Two months later, on June 2 — when the industry honored #TheShowMustBePaused, an initiative to recognize and take action against police brutality following the murder of George Floyd — the team’s companywide Zoom had a far more somber tone.
Artist managers and TaP Music co-founders/co-CEOs Ben Mawson, 42, and Ed Millett, 41, held a meeting in which most of its writer and artist roster — which also includes Lana Del Rey, Ellie Goulding and Hailee Steinfeld — joined to discuss what they all could and should do, from making donations to formulating a longer-term plan. “It’s a listening process, initially,” says Mawson from TaP’s London office. “Our next step is to equip and empower our artists to campaign where it’s appropriate and where they want to.”

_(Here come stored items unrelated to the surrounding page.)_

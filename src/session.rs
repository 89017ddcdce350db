use std::fmt;
use std::sync::Arc;

use log::{info, warn};

use crate::error::ApiError;
use crate::storage::TokenStore;

#[derive(Debug, Clone, Copy, PartialEq, Eq, Hash)]
pub enum SessionKind {
    Voter,
    Admin,
}

impl SessionKind {
    pub fn storage_key(&self) -> &'static str {
        match self {
            SessionKind::Voter => "accessToken",
            SessionKind::Admin => "adminAccessToken",
        }
    }
}

impl fmt::Display for SessionKind {
    fn fmt(&self, f: &mut fmt::Formatter<'_>) -> fmt::Result {
        match self {
            SessionKind::Voter => f.write_str("voter"),
            SessionKind::Admin => f.write_str("admin"),
        }
    }
}

#[derive(Debug, Clone, PartialEq, Eq)]
pub enum Session {
    Anonymous,
    Authenticated { token: String },
}

/// One session of a given kind plus the store that persists its token.
///
/// Callers pass this around explicitly and read the token right before each
/// request. The token is written only by [`authenticate`](Self::authenticate)
/// and removed only by [`end`](Self::end), which [`guard`](Self::guard)
/// invokes on any `Unauthorized` result.
pub struct SessionContext {
    kind: SessionKind,
    session: Session,
    store: Arc<dyn TokenStore>,
}

impl SessionContext {
    /// Picks up a token persisted by an earlier run, if any.
    pub fn restore(kind: SessionKind, store: Arc<dyn TokenStore>) -> Self {
        let session = match store.load(kind) {
            Some(token) if !token.is_empty() => {
                info!("Restored {} session", kind);
                Session::Authenticated { token }
            }
            _ => Session::Anonymous,
        };
        Self {
            kind,
            session,
            store,
        }
    }

    pub fn session(&self) -> &Session {
        &self.session
    }

    pub fn is_authenticated(&self) -> bool {
        matches!(self.session, Session::Authenticated { .. })
    }

    pub fn token(&self) -> Result<&str, ApiError> {
        match &self.session {
            Session::Authenticated { token } => Ok(token),
            Session::Anonymous => Err(ApiError::NotAuthenticated),
        }
    }

    pub fn authenticate(&mut self, token: String) {
        if let Err(e) = self.store.save(self.kind, &token) {
            warn!("Could not persist {} token: {:#}", self.kind, e);
        }
        self.session = Session::Authenticated { token };
        info!("{} session started", self.kind);
    }

    pub fn end(&mut self) {
        if let Err(e) = self.store.clear(self.kind) {
            warn!("Could not clear stored {} token: {:#}", self.kind, e);
        }
        if self.is_authenticated() {
            info!("{} session ended", self.kind);
        }
        self.session = Session::Anonymous;
    }

    /// Passes `result` through, ending the session first if the server
    /// rejected the token.
    pub fn guard<T>(&mut self, result: Result<T, ApiError>) -> Result<T, ApiError> {
        if let Err(ApiError::Unauthorized) = &result {
            warn!("Server rejected the {} token", self.kind);
            self.end();
        }
        result
    }
}
use egui::{Color32, RichText};

use super::state::AppState;
use super::{error_label, loading_label, success_label, ACCENT_COLOR, SUCCESS_COLOR};
use crate::flight::Action;
use crate::models::{Gender, VotingLineId};

pub fn login(ui: &mut egui::Ui, state: &mut AppState) {
    let mut submit = false;
    ui.vertical_centered(|ui| {
        ui.add_space(12.0);
        ui.heading("Admin Login");
        ui.add_space(12.0);
        egui::Grid::new("admin_login_grid")
            .num_columns(2)
            .show(ui, |ui| {
                ui.label("Username");
                ui.text_edit_singleline(&mut state.admin_login.username);
                ui.end_row();

                ui.label("Password");
                ui.add(egui::TextEdit::singleline(&mut state.admin_login.password).password(true));
                ui.end_row();
            });
        ui.add_space(12.0);
        let busy = state.is_busy(Action::AdminLogin);
        if ui.add_enabled(!busy, egui::Button::new("Login")).clicked() {
            submit = true;
        }
        error_label(ui, &state.admin_login.error);
    });
    if submit {
        state.admin_login();
    }
}

pub fn dashboard(ui: &mut egui::Ui, state: &mut AppState) {
    let mut selected = state.dashboard.selected;

    ui.horizontal(|ui| {
        ui.heading("Voting Dashboard");
        ui.with_layout(egui::Layout::right_to_left(egui::Align::Center), |ui| {
            let current = state
                .dashboard
                .lines
                .iter()
                .find(|l| Some(l.id) == selected)
                .map(|l| l.name.clone())
                .unwrap_or_else(|| "Select...".to_owned());
            egui::ComboBox::from_label("Select Voting Line:")
                .selected_text(current)
                .show_ui(ui, |ui| {
                    for line in &state.dashboard.lines {
                        ui.selectable_value(&mut selected, Some(line.id), &line.name);
                    }
                });
        });
    });
    ui.add_space(12.0);
    error_label(ui, &state.dashboard.error);

    if let Some(stats) = &state.dashboard.stats {
        ui.vertical_centered(|ui| {
            ui.heading(format!("{} - Live Results", stats.voting_line_name));
        });
        ui.add_space(8.0);
        let peak = stats.peak().max(1) as f32;
        egui::Grid::new("stats_grid")
            .num_columns(2)
            .spacing([16.0, 8.0])
            .show(ui, |ui| {
                for stat in &stats.stats {
                    ui.label(&stat.contestant_name);
                    ui.add(
                        egui::ProgressBar::new(stat.total_votes as f32 / peak)
                            .desired_width(320.0)
                            .fill(ACCENT_COLOR)
                            .text(format!("{} votes", stat.total_votes)),
                    );
                    ui.end_row();
                }
            });
        if stats.stats.is_empty() {
            ui.label("No votes recorded yet.");
        }
    } else if !loading_label(ui, state, Action::LoadDashboardStats, "Loading stats...")
        && state.dashboard.lines.is_empty()
    {
        ui.label("No voting lines found.");
    }

    if let Some(id) = selected {
        if state.dashboard.selected != Some(id) {
            state.select_dashboard_line(id);
        }
    }
}

pub fn contestants(ui: &mut egui::Ui, state: &mut AppState) {
    let mut submit = false;

    ui.columns(2, |columns| {
        let ui = &mut columns[0];
        ui.heading("Add New Contestant");
        ui.add_space(8.0);
        let form = &mut state.contestants.form;
        egui::Grid::new("contestant_form")
            .num_columns(2)
            .show(ui, |ui| {
                ui.label("Name");
                ui.text_edit_singleline(&mut form.name);
                ui.end_row();

                ui.label("Age");
                ui.text_edit_singleline(&mut form.age);
                ui.end_row();

                ui.label("Gender");
                egui::ComboBox::from_id_salt("gender")
                    .selected_text(form.gender.as_str())
                    .show_ui(ui, |ui| {
                        for gender in Gender::ALL {
                            ui.selectable_value(&mut form.gender, gender, gender.as_str());
                        }
                    });
                ui.end_row();

                ui.label("Details");
                ui.text_edit_multiline(&mut form.details);
                ui.end_row();

                ui.label("Image file");
                ui.add(egui::TextEdit::singleline(&mut form.image_path).hint_text("optional path"));
                ui.end_row();
            });
        ui.add_space(8.0);
        let busy = state.is_busy(Action::CreateContestant);
        if ui
            .add_enabled(!busy, egui::Button::new("Add Contestant"))
            .clicked()
        {
            submit = true;
        }
        error_label(ui, &state.contestants.error);
        success_label(ui, &state.contestants.success);

        let ui = &mut columns[1];
        ui.heading("Current Contestants");
        ui.add_space(8.0);
        if state.contestants.contestants.is_empty() {
            ui.label("No contestants found.");
        }
        for c in &state.contestants.contestants {
            ui.group(|ui| {
                ui.label(RichText::new(&c.name).strong());
                let age = c.age.map(|a| a.to_string()).unwrap_or_default();
                let gender = c.gender.as_deref().unwrap_or("");
                ui.label(format!("{}, {}", age, gender));
            });
        }
    });

    if submit {
        state.create_contestant();
    }
}

pub fn voting_lines(ui: &mut egui::Ui, state: &mut AppState) {
    let mut create = false;
    let mut toggled: Option<(VotingLineId, bool)> = None;
    let mut picked = None;

    ui.columns(2, |columns| {
        let ui = &mut columns[0];
        ui.heading("Create New Line");
        ui.add_space(8.0);
        let form = &mut state.voting_lines.form;
        egui::Grid::new("voting_line_form")
            .num_columns(2)
            .show(ui, |ui| {
                ui.label("Line Name");
                ui.text_edit_singleline(&mut form.name);
                ui.end_row();

                ui.label("Start Time");
                ui.add(egui::TextEdit::singleline(&mut form.start).hint_text("2025-01-31T18:00"));
                ui.end_row();

                ui.label("End Time");
                ui.add(egui::TextEdit::singleline(&mut form.end).hint_text("2025-01-31T22:00"));
                ui.end_row();

                ui.label("Max Votes Per User");
                ui.text_edit_singleline(&mut form.max_votes);
                ui.end_row();
            });
        ui.label("Select Contestants");
        egui::ScrollArea::vertical()
            .id_salt("line_contestants")
            .max_height(160.0)
            .show(ui, |ui| {
                for c in &state.voting_lines.contestants {
                    let mut checked = form.is_selected(c.id);
                    if ui.checkbox(&mut checked, &c.name).changed() {
                        picked = Some(c.id);
                    }
                }
            });
        ui.add_space(8.0);
        let busy = state.is_busy(Action::CreateVotingLine);
        if ui.add_enabled(!busy, egui::Button::new("Create Line")).clicked() {
            create = true;
        }
        error_label(ui, &state.voting_lines.error);

        let ui = &mut columns[1];
        ui.heading("Existing Voting Lines");
        ui.add_space(8.0);
        if state.voting_lines.lines.is_empty() {
            ui.label("No voting lines found.");
        }
        let toggling = state.is_busy(Action::ToggleVotingLine);
        for line in &state.voting_lines.lines {
            let frame = if line.is_active {
                egui::Frame::group(ui.style()).stroke(egui::Stroke::new(2.0, SUCCESS_COLOR))
            } else {
                egui::Frame::group(ui.style())
            };
            frame.show(ui, |ui| {
                ui.horizontal(|ui| {
                    ui.vertical(|ui| {
                        ui.label(RichText::new(&line.name).strong());
                        ui.label(format!("Votes per user: {}", line.max_votes_per_user));
                        if let Some(start) = &line.start_time {
                            ui.label(RichText::new(format!("Starts: {}", start)).small());
                        }
                        if let Some(end) = &line.end_time {
                            ui.label(RichText::new(format!("Ends: {}", end)).small());
                        }
                    });
                    ui.with_layout(egui::Layout::right_to_left(egui::Align::TOP), |ui| {
                        let (label, color) = if line.is_active {
                            ("Deactivate", Color32::from_rgb(0xf9, 0xe2, 0xaf))
                        } else {
                            ("Activate", SUCCESS_COLOR)
                        };
                        let button = egui::Button::new(RichText::new(label).color(color));
                        if ui.add_enabled(!toggling, button).clicked() {
                            toggled = Some((line.id, !line.is_active));
                        }
                    });
                });
                let names: Vec<&str> = line.contestants.iter().map(|c| c.name.as_str()).collect();
                let eligible = if names.is_empty() {
                    "None".to_owned()
                } else {
                    names.join(", ")
                };
                ui.label(RichText::new(format!("Eligible Contestants: {}", eligible)).small());
            });
        }
    });

    if let Some(id) = picked {
        state.voting_lines.form.toggle(id);
    }
    if create {
        state.create_voting_line();
    }
    if let Some((id, active)) = toggled {
        state.toggle_voting_line(id, active);
    }
}
pub mod admin;
pub mod api;
pub mod booth;
pub mod config;
pub mod error;
pub mod flight;
pub mod gui;
pub mod login;
pub mod models;
pub mod quota;
pub mod route;
pub mod session;
pub mod storage;
use std::sync::Arc;

use egui::{Color32, RichText};
use reqwest::Client;

use crate::config::Config;
use crate::flight::Action;
use crate::route::Route;
use crate::storage::TokenStore;

mod admin;
pub mod state;
mod voter;

use state::AppState;

const ERROR_COLOR: Color32 = Color32::from_rgb(0xf3, 0x8b, 0xa8);
const SUCCESS_COLOR: Color32 = Color32::from_rgb(0xa6, 0xe3, 0xa1);
const ACCENT_COLOR: Color32 = Color32::from_rgb(0xf5, 0xc2, 0xe7);

pub struct VotingApp {
    state: AppState,
}

impl VotingApp {
    pub fn new(
        cc: &eframe::CreationContext<'_>,
        config: &Config,
        client: Client,
        store: Arc<dyn TokenStore>,
        runtime: tokio::runtime::Runtime,
    ) -> Self {
        catppuccin_egui::set_theme(&cc.egui_ctx, catppuccin_egui::MOCHA);
        Self {
            state: AppState::new(cc.egui_ctx.clone(), config, client, store, runtime),
        }
    }
}

impl eframe::App for VotingApp {
    fn update(&mut self, ctx: &egui::Context, _frame: &mut eframe::Frame) {
        ui_main(ctx, &mut self.state);
    }
}

pub fn ui_main(ctx: &egui::Context, state: &mut AppState) {
    state.process_events();

    egui::TopBottomPanel::top("header").show(ctx, |ui| {
        egui::Frame::default()
            .outer_margin(egui::vec2(0.0, 4.0))
            .show(ui, |ui| header(ui, state));
    });

    egui::TopBottomPanel::bottom("footer").show(ctx, |ui| {
        ui.horizontal(|ui| {
            ui.label(format!(
                "Voter: {} | Admin: {}",
                signed_in_label(state.voter.is_authenticated()),
                signed_in_label(state.admin.is_authenticated()),
            ));
            ui.with_layout(egui::Layout::right_to_left(egui::Align::Center), |ui| {
                ui.label(&state.status_message);
            });
        });
    });

    egui::CentralPanel::default().show(ctx, |ui| {
        egui::ScrollArea::vertical()
            .auto_shrink([false, false])
            .show(ui, |ui| match state.route {
                Route::Login => voter::login(ui, state),
                Route::Voting => voter::voting(ui, state),
                Route::History => voter::history(ui, state),
                Route::AdminLogin => admin::login(ui, state),
                Route::AdminDashboard => admin::dashboard(ui, state),
                Route::AdminContestants => admin::contestants(ui, state),
                Route::AdminVotingLines => admin::voting_lines(ui, state),
            });
    });
}

fn header(ui: &mut egui::Ui, state: &mut AppState) {
    let mut target = None;
    let mut logout = false;

    ui.horizontal(|ui| {
        ui.with_layout(egui::Layout::left_to_right(egui::Align::Center), |ui| {
            if state.route.is_admin() {
                ui.heading("Idol Admin");
                if state.admin.is_authenticated() {
                    for route in Route::ADMIN_NAV {
                        if ui
                            .selectable_label(state.route == route, route.title())
                            .clicked()
                        {
                            target = Some(route);
                        }
                    }
                }
            } else {
                ui.heading(state.route.title());
                if state.voter.is_authenticated() {
                    if ui
                        .selectable_label(state.route == Route::Voting, "Vote")
                        .clicked()
                    {
                        target = Some(Route::Voting);
                    }
                    if ui
                        .selectable_label(state.route == Route::History, "History")
                        .clicked()
                    {
                        target = Some(Route::History);
                    }
                }
            }
        });

        ui.with_layout(egui::Layout::right_to_left(egui::Align::Center), |ui| {
            let signed_in = if state.route.is_admin() {
                state.admin.is_authenticated()
            } else {
                state.voter.is_authenticated()
            };
            if signed_in && ui.button("Logout").clicked() {
                logout = true;
            }
            let switch = if state.route.is_admin() {
                ("Voter", Route::Login)
            } else {
                ("Admin", Route::AdminLogin)
            };
            if ui.button(switch.0).clicked() {
                target = Some(switch.1);
            }
        });
    });

    if logout {
        if state.route.is_admin() {
            state.admin_logout();
        } else {
            state.logout();
        }
    } else if let Some(route) = target {
        state.navigate(route);
    }
}

fn signed_in_label(signed_in: bool) -> &'static str {
    if signed_in {
        "Signed in"
    } else {
        "Not signed in"
    }
}

fn error_label(ui: &mut egui::Ui, text: &str) {
    if !text.is_empty() {
        ui.colored_label(ERROR_COLOR, text);
    }
}

fn success_label(ui: &mut egui::Ui, text: &str) {
    if !text.is_empty() {
        ui.colored_label(SUCCESS_COLOR, text);
    }
}

fn loading_label(ui: &mut egui::Ui, state: &AppState, action: Action, text: &str) -> bool {
    if state.is_busy(action) {
        ui.horizontal(|ui| {
            ui.spinner();
            ui.label(RichText::new(text).italics());
        });
        true
    } else {
        false
    }
}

Blackout Tuesday held extra significance for Mawson, a native of Perth, Australia, who worked as a lawyer before he went into management. In 2000, he spent four months working in Columbia, S.C., with death penalty defense lawyers (while on break from legal training in the United Kingdom). “That gave me a sense of the deep-rooted problems with racial injustice in America and also the criminal justice system generally,” he says.
By the late 2000s, Mawson had become a music lawyer at the London firm SSB Solicitors and was starting to negotiate Lana Del Rey out of her contract with the New York independent label 5 Points Records, as well as helping with her management. “I started thinking I needed a co-manager,” he recalls. Around 2008, he met Millett, then at Connected Artists (managing The Kinks’ Ray Davies, among others), at the Great Escape festival in Brighton, England. By 2010, the pair launched TaP Music with Del Rey as its first client.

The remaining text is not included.